Wikileaks says Wednesday is the End for Hillary.

xorcist at sigaint.org xorcist at sigaint.org
Wed Oct 5 20:31:14 PDT 2016


> On Thu, 6 Oct 2016 02:22:16 -0000
> xorcist at sigaint.org wrote:
>
>
>>> 	The fact that ignoring it leads to nonsense is good enough
>>> 	proof. But if you don't like that proof, so-fucking-what. The
>>> 	'law' remains valid.
>
>>
>> Only according to your opinion, and the opinion of the majority.
>
> 	Whereas all your Enlightened Superior Knowledge is 'true'
> 	according to 'your opinion'.

I never claimed I am enlightened, or possess superior knowledge. This
whole thing started merely by you taking issue with certain
inconsistencies that derive from my reasoning from multiple, conflicting
assumptions, simultaneously. I'll return to this below. I then simply
pointed out I don't have a problem with this, as I keep in mind the
limitation of logic, and rationality.

But yes - my opinion is my own. It is not inherently any better than
anyone else's. To the extent that your opinions, and approaches work for
you, quite good. I don't require you to agree with me. I never have. I've
simply sought to explain things that you ask about.


> 	Shorter still: 	<anthing>
>
> 	And then :  Nothing.

Mu.

> 	Hope you enjoy your floating room.

I got a kick out of this because, in fact, one Zen adherent once described
enlightenment as just like ordinary experience, except about 2 inches off
the floor.

So, about reasoning from conflicting ideas. Imagine a 30's mafioso type,
obviously engaged in crime, who also is dealing drugs against his
'family's' wishes. He keeps a piece of tape or something on his door to
verify if someone got into his apartment. He comes home one day to find
the tape disturbed. He then reasons this way:

1. It could have been the cops.
2. It could have been my competition.
3. It could have been Don Corleone
4. I could have failed to set the tape right.
5. It could be something else I've failed to consider.

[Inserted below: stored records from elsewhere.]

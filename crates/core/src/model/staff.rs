use serde::{Deserialize, Serialize};

/// Role string passed around the portal. No authorization model beyond this.
#[derive(Debug, Clone, Copy, PartialEq, Eq, Serialize, Deserialize)]
#[serde(rename_all = "lowercase")]
pub enum Role {
    Admin,
    Listener,
}

/// Staff account as returned by the remote user API.
#[derive(Debug, Clone, PartialEq, Eq, Serialize, Deserialize)]
pub struct User {
    pub id: i64,
    pub full_name: String,
    pub position: Option<String>,
    pub department: Option<String>,
    pub role: Role,
    pub email: Option<String>,
}

/// Payload for creating a staff account.
#[derive(Debug, Clone, PartialEq, Eq, Serialize)]
pub struct UserDraft {
    pub full_name: String,
    pub position: String,
    pub department: String,
    pub role: Role,
    pub email: String,
}

/// Training program as returned by the remote API, with aggregate
/// assignment counters the backend computes.
#[derive(Debug, Clone, PartialEq, Eq, Serialize, Deserialize)]
pub struct Program {
    pub id: i64,
    pub title: String,
    pub description: Option<String>,
    /// Human-readable duration, e.g. `40 часов`.
    pub duration: String,
    #[serde(rename = "passingScore")]
    pub passing_score: u8,
    pub students: u32,
    pub progress: u8,
}

/// Assignment row scoped to one learner (`?user_id=` query).
#[derive(Debug, Clone, PartialEq, Eq, Serialize, Deserialize)]
pub struct LearnerAssignment {
    pub id: i64,
    pub title: String,
    pub deadline: Option<String>,
    pub status: String,
    pub progress: u8,
}

/// Assignment row in the admin overview (all learners).
#[derive(Debug, Clone, PartialEq, Eq, Serialize, Deserialize)]
pub struct AssignmentOverview {
    pub id: i64,
    #[serde(rename = "studentName")]
    pub student_name: String,
    #[serde(rename = "programTitle")]
    pub program_title: String,
    pub deadline: Option<String>,
    pub status: String,
}

/// Payload for assigning a program to a learner.
#[derive(Debug, Clone, PartialEq, Eq, Serialize)]
pub struct AssignmentDraft {
    pub user_id: i64,
    pub program_id: i64,
    pub assigned_by: i64,
    #[serde(skip_serializing_if = "Option::is_none")]
    pub deadline: Option<String>,
}

#[cfg(test)]
mod tests {
    use super::*;

    #[test]
    fn role_serializes_lowercase() {
        assert_eq!(serde_json::to_string(&Role::Listener).unwrap(), "\"listener\"");
    }

    #[test]
    fn assignment_overview_parses_wire_shape() {
        let json = r#"{
            "id": 7,
            "studentName": "Иванов Иван",
            "programTitle": "Работа на высоте",
            "deadline": "2026-09-01",
            "status": "assigned"
        }"#;
        let row: AssignmentOverview = serde_json::from_str(json).unwrap();
        assert_eq!(row.program_title, "Работа на высоте");
        assert_eq!(row.deadline.as_deref(), Some("2026-09-01"));
    }

    #[test]
    fn assignment_draft_omits_missing_deadline() {
        let draft = AssignmentDraft {
            user_id: 1,
            program_id: 2,
            assigned_by: 1,
            deadline: None,
        };
        let json = serde_json::to_string(&draft).unwrap();
        assert!(!json.contains("deadline"));
    }
}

He can assign probabilities that he deems reasonable to these different
assumptions, but he has no way to verify those probabilities. He can't
verify any of them directly, can't just go to the cops or his competition
and ask, and son.

In reasoning about his best course of action, he may decide to do
something that seems counter-intuitive, or "irrational" from the outside,
like approaching his competition and selling his existing stash at a loss,
and then even doing repeat business. From the outside, it might look
insane -- but really he's reasoning this way: if #1, I can lead the cops
away from my supplier and maybe make the cops think I'm doing business
with my competition instead. I take a loss, but if #4 I keep my connect
and I'm in business still. Simultaneously, if #2, I may have the
opportunity to pick up a read on if it was them, so getting contact might
be good. I might be fucked no matter what if it was #3, but doing business
sets me up for a potential alibi, as I can claim my primary motivation was
intelligence gathering, or sniffing out defectors, or whatever.

Or, he may choose two seemingly inconsistent courses of action
simultaneously, to hedge and so on.

By reasoning from incomplete, uncertain information - as we often must,
tolerance for inconsistency becomes important, and enables discriminating
among available courses of action, or available beliefs.

Now, I'm quite sure you'll have nothing to say about this except something
stupid about my choice of a mafioso for an example. That's why I tried to 
give an example of a mafioso, in fact. I actually tried coming up with
some examples about how Winston may have reasoned if he had a tip off
about the Thought Police, but that scenario is more difficult because of
the essential fact that Big Brother is watching you, and already knows.